CRISPR Therapeutics' shares are down by 41% over the trailing-12-month period, while Merck's have declined by 22%. Though both companies have encountered some headwinds, there are good reasons for patient investors to initiate positions, especially at current levels.

It's not hard to figure out why CRISPR Therapeutics, a gene-editing specialist, isn't performing well. Though the company earned approval for Casgevy, which treats a pair of rare blood diseases, in late 2023, it's still not generating much revenue from it. Administering gene-editing therapies is expensive and time-consuming.
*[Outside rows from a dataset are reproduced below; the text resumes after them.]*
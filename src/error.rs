//! Error taxonomy for the retrieve core.
//!
//! Validation failures (`NotFound`, `NotAcceptable`, `FrameNotFound`) are
//! raised before any output streaming begins. Storage-layer failures are
//! carried opaquely in `DataStore` and re-raised unchanged; the transport
//! layer maps each member to its own response signal.

use crate::blob_store::BlobError;
use crate::catalog::CatalogError;
use crate::metadata_store::MetadataError;
use thiserror::Error;

/// Errors surfaced by the retrieval orchestrator.
#[derive(Debug, Error)]
pub enum RetrieveError {
    /// No instance matched the requested resource. Logical absence, not a
    /// fault.
    #[error("no matching instances were found")]
    NotFound,

    /// Specific requested frame numbers are absent from an otherwise valid
    /// instance.
    #[error("requested frames not found: {0:?}")]
    FrameNotFound(Vec<u32>),

    /// Negotiation impossible, an unsupported request combination, or the
    /// object exceeds the configured transfer ceiling.
    #[error("not acceptable: {0}")]
    NotAcceptable(String),

    /// An underlying storage call failed. Never retried or downgraded here.
    #[error("data store failure: {0}")]
    DataStore(#[from] anyhow::Error),
}

/// Result type for retrieval operations.
pub type Result<T> = std::result::Result<T, RetrieveError>;

impl From<CatalogError> for RetrieveError {
    fn from(err: CatalogError) -> Self {
        match err {
            CatalogError::NotFound => RetrieveError::NotFound,
            CatalogError::Database(e) => RetrieveError::DataStore(e.into()),
        }
    }
}

impl From<BlobError> for RetrieveError {
    fn from(err: BlobError) -> Self {
        RetrieveError::DataStore(anyhow::Error::new(err))
    }
}

impl From<MetadataError> for RetrieveError {
    fn from(err: MetadataError) -> Self {
        RetrieveError::DataStore(anyhow::Error::new(err))
    }
}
Furthermore, CRISPR Therapeutics will share the profits generated from Casgevy with Vertex Pharmaceuticals, with which it developed the medicine; Vertex is entitled to 60% of the program profits.

Still, Casgevy is now approved in the U.S., the U.K., and the European Union, in addition to several countries in the Middle East where the market opportunity may be larger than it is in the U.S. The mid-cap CRISPR Therapeutics would have never sought approvals in all those regions -- it's far too costly to do so for a company of this size. Even if it had, it wouldn't have done it that fast. So Casgevy's target market is much bigger than it otherwise would be, thanks to CRISPR Therapeutics' partnership with Vertex.
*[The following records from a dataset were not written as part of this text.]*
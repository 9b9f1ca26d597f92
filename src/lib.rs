//! Medical Image Retrieve Service
//!
//! Core retrieval engine for a medical imaging store: serves large binary
//! image objects (instances) addressed by tenant partition and the
//! study / series / SOP instance hierarchy, with on-the-fly transfer syntax
//! transcoding and frame-level byte-range retrieval. Blobs live in S3,
//! instance metadata in PostgreSQL, frame indexes as JSON documents beside
//! the blobs.
//!
//! ## Architecture
//!
//! ```text
//! Transport layer              S3 Bucket                 PostgreSQL
//! ┌──────────────┐           ┌──────────────┐          ┌──────────────┐
//! │ Retrieve     │           │ {partition}/ │          │ instance     │
//! │ Request      │──────────▶│   {study}/   │          │ catalog      │
//! └──────────────┘           │   {series}/  │          └──────────────┘
//!        │                   │   blobs +    │                 ▲
//!        ▼                   │   indexes    │                 │
//! ┌──────────────┐           └──────────────┘                 │
//! │ Encoding     │                  ▲                         │
//! │ Negotiation  │                  │                         │
//! └──────────────┘                  │                         │
//!        │                          │                         │
//!        ▼                          │                         │
//! ┌──────────────┐           ┌──────────────┐                │
//! │ Retrieve     │──────────▶│ Blob /       │                │
//! │ Orchestrator │           │ Metadata     │                │
//! └──────────────┘           │ Stores       │                │
//!        │                   └──────────────┘                │
//!        ▼                                                    │
//! ┌──────────────┐           ┌──────────────┐                │
//! │ Item Stream  │           │ Instance     │────────────────┘
//! │ (lazy)       │           │ Catalog      │
//! └──────────────┘           └──────────────┘
//! ```

pub mod blob_store;
pub mod cache;
pub mod catalog;
pub mod config;
pub mod error;
pub mod identifiers;
pub mod metadata_store;
pub mod negotiate;
pub mod retrieve;
pub mod transcode;

pub use blob_store::{BlobFile, BlobStore, ByteStream, FileProperties, S3BlobStore};
pub use catalog::{InstanceCatalog, SchemaVersion, SqlInstanceCatalog};
pub use config::Config;
pub use error::{Result, RetrieveError};
pub use identifiers::{
    FrameRange, InstanceIdentifier, InstanceMetadata, InstanceProperties, ResourceType,
    VersionedInstanceIdentifier,
};
pub use metadata_store::{MetadataStore, S3MetadataStore};
pub use negotiate::{AcceptedEncoding, Negotiation, TargetEncoding};
pub use retrieve::{
    BillingContext, InstanceStream, RetrieveRequest, RetrieveResponse, RetrieveService,
    RetrievedInstance,
};
pub use transcode::{FrameExtractor, Transcoder};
Although it isn't yet contributing much to CRISPR Therapeutics' results, Casgevy will, eventually. It costs $2.2 million per treatment course, and hardly any approved competing treatments can challenge it. Casgevy is a one-time curative option for two otherwise lifelong diseases that rob patients of years -- or decades -- of average life expectancy, and cause severe hardships and financial burdens to them and their families.
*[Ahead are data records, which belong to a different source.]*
//! Content-addressable blob storage keyed by versioned instance identifier.
//!
//! Supports whole-object streaming fetch, a HEAD-only property lookup (used
//! by the size ceiling so no byte is transferred before validation), and
//! byte-range fetch for a single frame.

use crate::identifiers::{FrameRange, VersionedInstanceIdentifier};
use async_trait::async_trait;
use aws_sdk_s3::Client as S3Client;
use bytes::Bytes;
use futures::{Stream, StreamExt};
use std::pin::Pin;
use thiserror::Error;
use tokio_util::io::ReaderStream;
use tracing::instrument;

/// A boxed stream of bytes for streaming reads.
pub type ByteStream = Pin<Box<dyn Stream<Item = Result<Bytes, BlobError>> + Send>>;

/// Blob storage errors.
#[derive(Debug, Error)]
pub enum BlobError {
    #[error("blob not found: {0}")]
    NotFound(String),

    #[error("invalid range: {0}")]
    InvalidRange(String),

    #[error("I/O error: {0}")]
    Io(#[from] std::io::Error),

    #[error("S3 error: {0}")]
    S3(#[from] Box<dyn std::error::Error + Send + Sync>),
}

/// Result type for blob operations.
pub type BlobResult<T> = std::result::Result<T, BlobError>;

/// Size of a stored blob, from a HEAD lookup.
#[derive(Debug, Clone, Copy, PartialEq, Eq)]
pub struct FileProperties {
    pub content_length: u64,
}

/// A whole-object read: the declared length plus the body stream.
pub struct BlobFile {
    pub content_length: u64,
    pub stream: ByteStream,
}

/// Narrow read interface over the blob store.
#[cfg_attr(test, mockall::automock)]
#[async_trait]
pub trait BlobStore: Send + Sync {
    /// Fetch the whole stored object as a stream.
    async fn get_file(&self, version: &VersionedInstanceIdentifier) -> BlobResult<BlobFile>;

    /// Look up object size without transferring the body.
    async fn get_file_properties(
        &self,
        version: &VersionedInstanceIdentifier,
    ) -> BlobResult<FileProperties>;

    /// Fetch one frame's bytes as an independent ranged read.
    async fn get_file_frame(
        &self,
        version: &VersionedInstanceIdentifier,
        range: FrameRange,
    ) -> BlobResult<ByteStream>;
}

/// S3-backed blob store.
pub struct S3BlobStore {
    client: S3Client,
    bucket: String,
    prefix: Option<String>,
}

impl S3BlobStore {
    /// Create a blob store from configuration, building the S3 client the
    /// same way for AWS and S3-compatible endpoints (MinIO, LocalStack).
    pub async fn new(config: &crate::config::BlobConfig) -> Self {
        let aws_config = aws_config::defaults(aws_config::BehaviorVersion::latest())
            .region(aws_config::Region::new(config.region.clone()))
            .load()
            .await;

        let mut builder = aws_sdk_s3::config::Builder::from(&aws_config);
        if let Some(endpoint_url) = &config.endpoint_url {
            builder = builder.endpoint_url(endpoint_url);
        }
        if config.force_path_style {
            builder = builder.force_path_style(true);
        }

        Self::with_client(
            S3Client::from_conf(builder.build()),
            config.bucket.clone(),
            config.prefix.clone(),
        )
    }

    pub fn with_client(client: S3Client, bucket: String, prefix: Option<String>) -> Self {
        let prefix = prefix.map(|p| p.trim_end_matches('/').to_string());
        Self {
            client,
            bucket,
            prefix,
        }
    }

    /// Object key for a stored instance blob.
    fn file_key(&self, version: &VersionedInstanceIdentifier) -> String {
        versioned_key(self.prefix.as_deref(), version, "dcm")
    }

    /// Convert an S3 SDK error, mapping 404 to `NotFound` for the given key.
    fn map_sdk_error<E>(err: aws_sdk_s3::error::SdkError<E>, key: &str) -> BlobError
    where
        E: std::error::Error + Send + Sync + 'static,
    {
        if let aws_sdk_s3::error::SdkError::ServiceError(ref service_err) = err {
            if service_err.raw().status().as_u16() == 404 {
                return BlobError::NotFound(key.to_string());
            }
        }
        BlobError::S3(Box::new(err))
    }
}

/// Build the object key for one stored version.
/// Layout: `[prefix/]{partition}/{study}/{series}/{sop}_{watermark}.{suffix}`.
pub(crate) fn versioned_key(
    prefix: Option<&str>,
    version: &VersionedInstanceIdentifier,
    suffix: &str,
) -> String {
    let id = &version.identifier;
    let key = format!(
        "{}/{}/{}/{}_{}.{}",
        id.partition_key,
        id.study_instance_uid,
        id.series_instance_uid,
        id.sop_instance_uid,
        version.watermark,
        suffix
    );
    match prefix {
        Some(prefix) => format!("{}/{}", prefix, key),
        None => key,
    }
}

/// Format the S3 Range header for a frame. S3 uses an inclusive end offset.
fn range_header(range: &FrameRange) -> String {
    format!("bytes={}-{}", range.offset, range.offset + range.length - 1)
}

fn body_stream(body: aws_sdk_s3::primitives::ByteStream) -> ByteStream {
    let reader = ReaderStream::new(body.into_async_read());
    Box::pin(reader.map(|chunk| chunk.map_err(BlobError::Io)))
}

#[async_trait]
impl BlobStore for S3BlobStore {
    #[instrument(skip(self), fields(watermark = version.watermark))]
    async fn get_file(&self, version: &VersionedInstanceIdentifier) -> BlobResult<BlobFile> {
        let key = self.file_key(version);
        let output = self
            .client
            .get_object()
            .bucket(&self.bucket)
            .key(&key)
            .send()
            .await
            .map_err(|e| Self::map_sdk_error(e, &key))?;

        Ok(BlobFile {
            content_length: output.content_length().unwrap_or(0) as u64,
            stream: body_stream(output.body),
        })
    }

    #[instrument(skip(self), fields(watermark = version.watermark))]
    async fn get_file_properties(
        &self,
        version: &VersionedInstanceIdentifier,
    ) -> BlobResult<FileProperties> {
        let key = self.file_key(version);
        let output = self
            .client
            .head_object()
            .bucket(&self.bucket)
            .key(&key)
            .send()
            .await
            .map_err(|e| Self::map_sdk_error(e, &key))?;

        Ok(FileProperties {
            content_length: output.content_length().unwrap_or(0) as u64,
        })
    }

    #[instrument(skip(self), fields(watermark = version.watermark))]
    async fn get_file_frame(
        &self,
        version: &VersionedInstanceIdentifier,
        range: FrameRange,
    ) -> BlobResult<ByteStream> {
        if range.length == 0 {
            return Err(BlobError::InvalidRange(
                "frame range length must be non-zero".to_string(),
            ));
        }

        let key = self.file_key(version);
        let output = self
            .client
            .get_object()
            .bucket(&self.bucket)
            .key(&key)
            .range(range_header(&range))
            .send()
            .await
            .map_err(|e| Self::map_sdk_error(e, &key))?;

        Ok(body_stream(output.body))
    }
}
use serde::{Deserialize, Serialize};

/// Kind of resource addressed by a retrieve request.
#[derive(Debug, Clone, Copy, PartialEq, Eq)]
pub enum ResourceType {
    /// Every instance in a study.
    Study,
    /// Every instance in a series.
    Series,
    /// A single instance.
    Instance,
    /// Specific frames of a single instance.
    Frames,
}

/// Logical address of an instance: tenant partition plus the three-level
/// study / series / SOP instance hierarchy. Identifies the object regardless
/// of how many stored versions exist.
#[derive(Debug, Clone, PartialEq, Eq, Hash)]
pub struct InstanceIdentifier {
    pub partition_key: i32,
    pub study_instance_uid: String,
    pub series_instance_uid: String,
    pub sop_instance_uid: String,
}

impl InstanceIdentifier {
    pub fn new(
        partition_key: i32,
        study_instance_uid: impl Into<String>,
        series_instance_uid: impl Into<String>,
        sop_instance_uid: impl Into<String>,
    ) -> Self {
        Self {
            partition_key,
            study_instance_uid: study_instance_uid.into(),
            series_instance_uid: series_instance_uid.into(),
            sop_instance_uid: sop_instance_uid.into(),
        }
    }

    /// Deterministic cache key for metadata lookups by logical identity.
    /// Stable across watermarks, so "current metadata" lookups hit before the
    /// watermark is known.
    pub fn cache_key(&self) -> String {
        format!(
            "{}/{}/{}/{}",
            self.partition_key,
            self.study_instance_uid,
            self.series_instance_uid,
            self.sop_instance_uid
        )
    }
}

/// One physical stored blob: a logical identifier pinned to the watermark
/// assigned at store time. Higher watermark means a more recent write of the
/// same logical instance.
#[derive(Debug, Clone, PartialEq, Eq, Hash)]
pub struct VersionedInstanceIdentifier {
    pub identifier: InstanceIdentifier,
    pub watermark: i64,
}

impl VersionedInstanceIdentifier {
    pub fn new(identifier: InstanceIdentifier, watermark: i64) -> Self {
        Self {
            identifier,
            watermark,
        }
    }
}

/// What is known about a stored instance's encoding. `transfer_syntax_uid` is
/// `None` for rows written before the encoding was recorded at store time.
#[derive(Debug, Clone, Default, PartialEq, Eq)]
pub struct InstanceProperties {
    pub transfer_syntax_uid: Option<String>,
    pub has_frame_metadata: bool,
}

/// A catalog row: one stored version paired with its properties. Immutable
/// once read for a given watermark; a later write creates a new watermark.
#[derive(Debug, Clone, PartialEq, Eq)]
pub struct InstanceMetadata {
    pub version_id: VersionedInstanceIdentifier,
    pub properties: InstanceProperties,
}

/// Location of one frame's payload inside a stored blob.
#[derive(Debug, Clone, Copy, PartialEq, Eq, Serialize, Deserialize)]
pub struct FrameRange {
    pub offset: u64,
    pub length: u64,
}

impl FrameRange {
    pub fn new(offset: u64, length: u64) -> Self {
        Self { offset, length }
    }
}
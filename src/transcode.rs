//! Codec seams: transcoding and frame extraction.
//!
//! Both operations require the whole object in memory and are performed by an
//! external codec; the orchestrator treats them as black boxes and enforces
//! the transfer ceiling before handing bytes over.

use crate::error::Result;
use async_trait::async_trait;
use bytes::Bytes;

/// Converts a stored object from its native transfer syntax to a requested
/// target syntax.
#[cfg_attr(test, mockall::automock)]
#[async_trait]
pub trait Transcoder: Send + Sync {
    async fn transcode(&self, object: Bytes, target_transfer_syntax: &str) -> Result<Bytes>;
}

/// Parses a full object and yields the payload of each requested frame
/// number, in request order.
///
/// Fails with `FrameNotFound` when a requested frame number does not exist in
/// the object. When `original_requested` is false the extracted payloads are
/// recoded to `target_transfer_syntax`.
#[cfg_attr(test, mockall::automock)]
#[async_trait]
pub trait FrameExtractor: Send + Sync {
    async fn extract(
        &self,
        object: Bytes,
        frames: &[u32],
        original_requested: bool,
        target_transfer_syntax: &str,
    ) -> Result<Vec<Bytes>>;
}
Elsewhere, CRISPR Therapeutics is developing other gene-editing medicines. It's working on a functional cure for type 1 diabetes. Meanwhile its CTX112, being developed to treat B-cell malignancies, has earned the Regenerative Medicine Advanced Therapy designation from the U.S. Food and Drug Administration. This designation is granted to and helps speed up the development of medicines that target serious or life-threatening conditions and have provided promising early evidence of efficacy.